ASSIGNED TASK. Please give back word for word the lines below, from the first one through the one with "let toaster = toaster.clone();".

[Dataset entries]

##############################

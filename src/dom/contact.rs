//! Contact form bindings: validate on submit, then hand off to the mail client.

use std::cell::RefCell;
use std::rc::Rc;

use wasm_bindgen::JsCast;
use web_sys::{Document, HtmlButtonElement, HtmlFormElement, HtmlInputElement, HtmlTextAreaElement};

use super::{Toaster, after, by_id, listen, warn_js, window};
use crate::config::SiteConfig;
use crate::consts::{ID_CONTACT_FORM, ID_FIELD_EMAIL, ID_FIELD_MESSAGE, ID_FIELD_NAME, ID_FIELD_SUBJECT, SEL_SUBMIT};
use crate::contact::{ContactForm, ContactMessage, INVALID_FORM_MESSAGE, SubmitError};
use crate::error::SiteError;
use crate::toast::ToastKind;

pub fn init(document: &Document, config: &SiteConfig, toaster: Toaster) -> Result<(), SiteError> {
    let form = by_id(document, ID_CONTACT_FORM)?
        .dyn_into::<HtmlFormElement>()
        .map_err(|_| SiteError::MissingElement(ID_CONTACT_FORM))?;
    let state = Rc::new(RefCell::new(ContactForm::new(config)));
    let delay_ms = config.timings.submit_delay_ms;

    let document = document.clone();
    let target = form.clone();
    listen(&form, "submit", move |event| {
        event.prevent_default();
        let message = read_message(&document);
        let Some(button) = submit_button(&target) else {
            // Nothing to disable while pending; only the validation feedback runs.
            if !message.field_errors().is_empty() {
                toaster.show(INVALID_FORM_MESSAGE, ToastKind::Error);
            }
            tracing::warn!("contact form has no submit button; submission dropped");
            return;
        };

        let label = button.text_content().unwrap_or_default();
        let pending = state.borrow_mut().begin(message, &label).map(str::to_owned);
        match pending {
            Ok(pending) => {
                button.set_text_content(Some(&pending));
                button.set_disabled(true);
            }
            Err(SubmitError::Invalid(_)) => {
                toaster.show(INVALID_FORM_MESSAGE, ToastKind::Error);
                return;
            }
            Err(SubmitError::AlreadySending) => {
                tracing::debug!("submit ignored; handoff already pending");
                return;
            }
        }

        let state = Rc::clone(&state);
        let toaster = toaster.clone();
        let form = target.clone();
        after(delay_ms, move || {
            let Some(uri) = state.borrow().pending_uri() else {
                return;
            };
            let opened = match window().map(|w| w.location().set_href(&uri)) {
                Ok(Ok(())) => true,
                Ok(Err(e)) => {
                    warn_js("location.href", &e);
                    false
                }
                Err(e) => {
                    tracing::warn!(error = %e, "no window for mail handoff");
                    false
                }
            };
            let Some(outcome) = state.borrow_mut().complete(opened) else {
                return;
            };
            toaster.show(&outcome.toast_message, outcome.toast_kind);
            form.reset();
            button.set_text_content(Some(&outcome.restore_label));
            button.set_disabled(false);
        });
    })
}

fn submit_button(form: &HtmlFormElement) -> Option<HtmlButtonElement> {
    let found = match form.query_selector(SEL_SUBMIT) {
        Ok(found) => found,
        Err(e) => {
            warn_js("querySelector", &e);
            None
        }
    };
    found?.dyn_ref::<HtmlButtonElement>().cloned()
}

fn read_message(document: &Document) -> ContactMessage {
    ContactMessage {
        name: field_value(document, ID_FIELD_NAME),
        email: field_value(document, ID_FIELD_EMAIL),
        subject: field_value(document, ID_FIELD_SUBJECT),
        message: field_value(document, ID_FIELD_MESSAGE),
    }
}

/// Current value of an input or textarea; empty when the field is missing.
fn field_value(document: &Document, id: &str) -> String {
    let Some(field) = document.get_element_by_id(id) else {
        return String::new();
    };
    if let Some(input) = field.dyn_ref::<HtmlInputElement>() {
        input.value()
    } else if let Some(area) = field.dyn_ref::<HtmlTextAreaElement>() {
        area.value()
    } else {
        String::new()
    }
}
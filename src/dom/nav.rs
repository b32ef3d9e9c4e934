//! Navigation bindings: hamburger menu, link clicks and the scroll-driven
//! active-link / navbar refresh.

use std::cell::RefCell;
use std::rc::Rc;

use wasm_bindgen::JsCast;
use web_sys::{Document, Element, Event, HtmlElement};

use super::{listen, next_frame, offset_box, query_all, scroll_y, set_class, set_style, smooth_scroll_to, window};
use crate::config::SiteConfig;
use crate::consts::{CLASS_ACTIVE, ID_HAMBURGER, ID_NAV_MENU, ID_NAVBAR, SEL_NAV_LINKS, SEL_SECTIONS};
use crate::error::SiteError;
use crate::layout::SectionBox;
use crate::nav::NavController;

/// Live navigation wiring, shared with the keyboard controller.
#[derive(Clone)]
pub struct NavBinding {
    controller: Rc<RefCell<NavController>>,
    /// Hamburger button and menu panel; toggling needs both.
    menu: Option<(Element, Element)>,
    links: Rc<Vec<Element>>,
    navbar: Option<Element>,
}

impl NavBinding {
    /// Close the mobile menu. Returns `true` if it was open.
    pub fn close_menu(&self) -> bool {
        let was_open = self.controller.borrow_mut().close_menu();
        self.render_menu();
        was_open
    }

    fn render_menu(&self) {
        let open = self.controller.borrow().menu().is_open();
        if let Some((button, panel)) = &self.menu {
            set_class(button, CLASS_ACTIVE, open);
            set_class(panel, CLASS_ACTIVE, open);
        }
    }

    fn render_links(&self) {
        let controller = self.controller.borrow();
        for (index, link) in self.links.iter().enumerate() {
            set_class(link, CLASS_ACTIVE, controller.is_active(index));
        }
    }

    fn navbar_height(&self) -> Option<f64> {
        let navbar = self.navbar.as_ref()?.dyn_ref::<HtmlElement>()?;
        Some(f64::from(navbar.offset_height()))
    }

    fn link_clicked(&self, document: &Document, index: usize, event: &Event) {
        let target = self.controller.borrow().target_of(index).map(str::to_owned);
        // Links to other pages keep their default navigation.
        if target.is_some() {
            event.prevent_default();
        }
        let section = target
            .as_deref()
            .and_then(|id| document.get_element_by_id(id))
            .map(|el| offset_box(&el));
        let offset = self
            .controller
            .borrow_mut()
            .link_clicked(index, section.as_ref(), self.navbar_height());
        self.render_menu();
        if let Some(top) = offset {
            self.render_links();
            smooth_scroll_to(top);
        }
    }

    fn refresh(&self, document: &Document) {
        let sections: Vec<SectionBox> = query_all(document, SEL_SECTIONS).iter().map(offset_box).collect();
        let style = self.controller.borrow_mut().recompute(scroll_y(), &sections);
        self.render_links();
        if let Some(navbar) = &self.navbar {
            set_style(navbar, "background", style.background());
            set_style(navbar, "backdrop-filter", style.backdrop_filter());
        }
    }
}

pub fn init(document: &Document, config: &SiteConfig) -> Result<NavBinding, SiteError> {
    let links = query_all(document, SEL_NAV_LINKS);
    let hrefs: Vec<String> = links.iter().map(|link| link.get_attribute("href").unwrap_or_default()).collect();
    let menu = document
        .get_element_by_id(ID_HAMBURGER)
        .zip(document.get_element_by_id(ID_NAV_MENU));
    if menu.is_none() {
        tracing::debug!("hamburger or menu panel missing; menu toggle disabled");
    }

    let binding = NavBinding {
        controller: Rc::new(RefCell::new(NavController::new(&hrefs, config))),
        menu,
        links: Rc::new(links),
        navbar: document.get_element_by_id(ID_NAVBAR),
    };

    if let Some((button, _)) = &binding.menu {
        let this = binding.clone();
        listen(button, "click", move |_| {
            this.controller.borrow_mut().toggle_menu();
            this.render_menu();
        })?;
    }

    for (index, link) in binding.links.iter().enumerate() {
        let this = binding.clone();
        let document = document.clone();
        listen(link, "click", move |event| this.link_clicked(&document, index, &event))?;
    }

    let this = binding.clone();
    let scroll_document = document.clone();
    listen(&window()?.into(), "scroll", move |_| {
        if !this.controller.borrow_mut().on_scroll() {
            return;
        }
        let this = this.clone();
        let document = scroll_document.clone();
        next_frame(move || this.refresh(&document));
    })?;

    binding.refresh(document);
    tracing::debug!(links = binding.controller.borrow().link_count(), "navigation ready");
    Ok(binding)
}
use super::*;

fn sections() -> Vec<SectionBox> {
    vec![
        SectionBox::new(Some("home"), 0.0, 700.0),
        SectionBox::new(Some("about"), 700.0, 700.0),
        SectionBox::new(Some("contact"), 1400.0, 700.0),
    ]
}

// =============================================================
// interpret
// =============================================================

#[test]
fn escape_always_closes_menu() {
    assert_eq!(interpret("Escape", false), Some(KeyCommand::CloseMenu));
    assert_eq!(interpret("Escape", true), Some(KeyCommand::CloseMenu));
}

#[test]
fn arrows_jump_outside_text_fields() {
    assert_eq!(interpret("ArrowDown", false), Some(KeyCommand::Jump(Direction::Next)));
    assert_eq!(interpret("ArrowUp", false), Some(KeyCommand::Jump(Direction::Previous)));
}

#[test]
fn arrows_ignored_in_text_fields() {
    assert_eq!(interpret("ArrowDown", true), None);
    assert_eq!(interpret("ArrowUp", true), None);
}

#[test]
fn other_keys_ignored() {
    assert_eq!(interpret("Enter", false), None);
    assert_eq!(interpret("ArrowLeft", false), None);
}

#[test]
fn text_entry_tags() {
    assert!(is_text_entry("INPUT"));
    assert!(is_text_entry("TEXTAREA"));
    assert!(is_text_entry("input"));
    assert!(!is_text_entry("BUTTON"));
    assert!(!is_text_entry("A"));
}

// =============================================================
// plan_jump
// =============================================================

#[test]
fn down_from_first_section() {
    let jump = plan_jump(&sections(), 0.0, 100.0, Direction::Next);
    assert_eq!(jump, Some(SectionJump { from: 0, to: Some(1) }));
}

#[test]
fn up_from_middle_section() {
    let jump = plan_jump(&sections(), 800.0, 100.0, Direction::Previous);
    assert_eq!(jump, Some(SectionJump { from: 1, to: Some(0) }));
}

#[test]
fn down_at_last_section_is_noop() {
    let jump = plan_jump(&sections(), 1500.0, 100.0, Direction::Next);
    assert_eq!(jump, Some(SectionJump { from: 2, to: None }));
}

#[test]
fn up_at_first_section_is_noop() {
    let jump = plan_jump(&sections(), 0.0, 100.0, Direction::Previous);
    assert_eq!(jump, Some(SectionJump { from: 0, to: None }));
}

#[test]
fn no_current_section_means_no_jump() {
    assert_eq!(plan_jump(&sections(), 5000.0, 100.0, Direction::Next), None);
    assert_eq!(plan_jump(&[], 0.0, 100.0, Direction::Next), None);
}
//! Contact form validation and `mailto:` composition.
//!
//! DESIGN
//! ======
//! There is no submission endpoint. A valid form is handed to the visitor's
//! mail client through a generated `mailto:` link after a short simulated
//! delay. Validation produces one [`FieldError`] per failed field; the page
//! shows a single aggregate toast and the individual errors only reach the
//! log.
//!
//! TRADE-OFFS
//! ==========
//! The form is cleared after the handoff even when the browser refused the
//! navigation, so the fallback toast carries the literal address instead.

#[cfg(test)]
#[path = "contact_test.rs"]
mod contact_test;

use std::sync::LazyLock;

use regex::Regex;

use crate::config::SiteConfig;
use crate::toast::ToastKind;

pub const INVALID_FORM_MESSAGE: &str = "Please fill in all required fields correctly";
pub const SENT_MESSAGE: &str = "Thank you for your message! Your email client should open shortly.";

static EMAIL_RE: LazyLock<Regex> =
    LazyLock::new(|| Regex::new(r"^[^\s@]+@[^\s@]+\.[^\s@]+$").expect("email pattern is a valid regex"));

/// Loose shape check: `local@domain.tld` with no whitespace and one `@`.
#[must_use]
pub fn is_valid_email(email: &str) -> bool {
    EMAIL_RE.is_match(email)
}

#[derive(Debug, Clone, Copy, PartialEq, Eq, thiserror::Error)]
pub enum FieldError {
    #[error("Name is required")]
    NameMissing,
    #[error("Email is required")]
    EmailMissing,
    #[error("Please enter a valid email address")]
    EmailInvalid,
    #[error("Subject is required")]
    SubjectMissing,
    #[error("Message is required")]
    MessageMissing,
}

/// The four contact fields, as typed. Missing inputs read as empty strings.
#[derive(Debug, Clone, Default, PartialEq, Eq)]
pub struct ContactMessage {
    pub name: String,
    pub email: String,
    pub subject: String,
    pub message: String,
}

impl ContactMessage {
    /// Every failed field, in form order. Empty means the form is valid.
    #[must_use]
    pub fn field_errors(&self) -> Vec<FieldError> {
        let mut errors = Vec::new();
        if self.name.trim().is_empty() {
            errors.push(FieldError::NameMissing);
        }
        if self.email.trim().is_empty() {
            errors.push(FieldError::EmailMissing);
        } else if !is_valid_email(&self.email) {
            errors.push(FieldError::EmailInvalid);
        }
        if self.subject.trim().is_empty() {
            errors.push(FieldError::SubjectMissing);
        }
        if self.message.trim().is_empty() {
            errors.push(FieldError::MessageMissing);
        }
        errors
    }

    /// Plain-text mail body embedding the sender's details.
    #[must_use]
    pub fn mail_body(&self) -> String {
        format!("Name: {}\nEmail: {}\n\nMessage:\n{}", self.name, self.email, self.message)
    }

    /// `mailto:` URI addressed to `recipient` with encoded subject and body.
    #[must_use]
    pub fn mailto_uri(&self, recipient: &str) -> String {
        format!(
            "mailto:{recipient}?subject={}&body={}",
            urlencoding::encode(&self.subject),
            urlencoding::encode(&self.mail_body())
        )
    }
}

#[derive(Debug, Clone, PartialEq, Eq, thiserror::Error)]
pub enum SubmitError {
    #[error("a submission is already in flight")]
    AlreadySending,
    #[error("{} field(s) failed validation", .0.len())]
    Invalid(Vec<FieldError>),
}

/// Submit control state.
#[derive(Debug, Clone, Default, PartialEq, Eq)]
pub enum SubmitState {
    #[default]
    Idle,
    /// Control disabled and relabelled until the handoff completes.
    Sending { message: ContactMessage, original_label: String },
}

/// What the page shows once the handoff attempt is over.
#[derive(Debug, Clone, PartialEq, Eq)]
pub struct SubmitOutcome {
    pub toast_message: String,
    pub toast_kind: ToastKind,
    /// Label to put back on the re-enabled submit control.
    pub restore_label: String,
}

#[derive(Debug, Clone)]
pub struct ContactForm {
    state: SubmitState,
    recipient: String,
    pending_label: String,
}

impl ContactForm {
    #[must_use]
    pub fn new(config: &SiteConfig) -> Self {
        Self {
            state: SubmitState::Idle,
            recipient: config.contact_address.clone(),
            pending_label: config.pending_label.clone(),
        }
    }

    #[must_use]
    pub fn state(&self) -> &SubmitState {
        &self.state
    }

    #[must_use]
    pub fn is_sending(&self) -> bool {
        matches!(self.state, SubmitState::Sending { .. })
    }

    /// Validate `message` and enter the sending state.
    ///
    /// Returns the label to show on the submit control while pending.
    pub fn begin(&mut self, message: ContactMessage, current_label: &str) -> Result<&str, SubmitError> {
        if self.is_sending() {
            return Err(SubmitError::AlreadySending);
        }
        let errors = message.field_errors();
        if !errors.is_empty() {
            tracing::debug!(?errors, "contact form rejected");
            return Err(SubmitError::Invalid(errors));
        }
        self.state = SubmitState::Sending { message, original_label: current_label.to_owned() };
        Ok(&self.pending_label)
    }

    /// `mailto:` URI for the submission in flight.
    #[must_use]
    pub fn pending_uri(&self) -> Option<String> {
        match &self.state {
            SubmitState::Sending { message, .. } => Some(message.mailto_uri(&self.recipient)),
            SubmitState::Idle => None,
        }
    }

    /// Leave the sending state after the handoff attempt.
    ///
    /// `opened` is whether the browser accepted the navigation to the link.
    pub fn complete(&mut self, opened: bool) -> Option<SubmitOutcome> {
        let SubmitState::Sending { original_label, .. } = std::mem::take(&mut self.state) else {
            return None;
        };
        let outcome = if opened {
            tracing::info!("mail client handoff");
            SubmitOutcome { toast_message: SENT_MESSAGE.to_owned(), toast_kind: ToastKind::Success, restore_label: original_label }
        } else {
            tracing::warn!("mail client handoff failed");
            SubmitOutcome {
                toast_message: fallback_message(&self.recipient),
                toast_kind: ToastKind::Info,
                restore_label: original_label,
            }
        };
        Some(outcome)
    }
}

/// Toast text when the mail client could not be opened.
#[must_use]
pub fn fallback_message(address: &str) -> String {
    format!("Thank you for your message! Please email me directly at {address}")
}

##############################

ANSWER SECTION.
filename src/dom/contact.rs
//! Contact form bindings: validate on submit, then hand off to the mail client.

use std::cell::RefCell;
use std::rc::Rc;

use wasm_bindgen::JsCast;
use web_sys::{Document, HtmlButtonElement, HtmlFormElement, HtmlInputElement, HtmlTextAreaElement};

use super::{Toaster, after, by_id, listen, warn_js, window};
use crate::config::SiteConfig;
use crate::consts::{ID_CONTACT_FORM, ID_FIELD_EMAIL, ID_FIELD_MESSAGE, ID_FIELD_NAME, ID_FIELD_SUBJECT, SEL_SUBMIT};
use crate::contact::{ContactForm, ContactMessage, INVALID_FORM_MESSAGE, SubmitError};
use crate::error::SiteError;
use crate::toast::ToastKind;

pub fn init(document: &Document, config: &SiteConfig, toaster: Toaster) -> Result<(), SiteError> {
    let form = by_id(document, ID_CONTACT_FORM)?
        .dyn_into::<HtmlFormElement>()
        .map_err(|_| SiteError::MissingElement(ID_CONTACT_FORM))?;
    let state = Rc::new(RefCell::new(ContactForm::new(config)));
    let delay_ms = config.timings.submit_delay_ms;

    let document = document.clone();
    let target = form.clone();
    listen(&form, "submit", move |event| {
        event.prevent_default();
        let message = read_message(&document);
        let Some(button) = submit_button(&target) else {
            // Nothing to disable while pending; only the validation feedback runs.
            if !message.field_errors().is_empty() {
                toaster.show(INVALID_FORM_MESSAGE, ToastKind::Error);
            }
            tracing::warn!("contact form has no submit button; submission dropped");
            return;
        };

        let label = button.text_content().unwrap_or_default();
        let pending = state.borrow_mut().begin(message, &label).map(str::to_owned);
        match pending {
            Ok(pending) => {
                button.set_text_content(Some(&pending));
                button.set_disabled(true);
            }
            Err(SubmitError::Invalid(_)) => {
                toaster.show(INVALID_FORM_MESSAGE, ToastKind::Error);
                return;
            }
            Err(SubmitError::AlreadySending) => {
                tracing::debug!("submit ignored; handoff already pending");
                return;
            }
        }

        let state = Rc::clone(&state);
        let toaster = toaster.clone();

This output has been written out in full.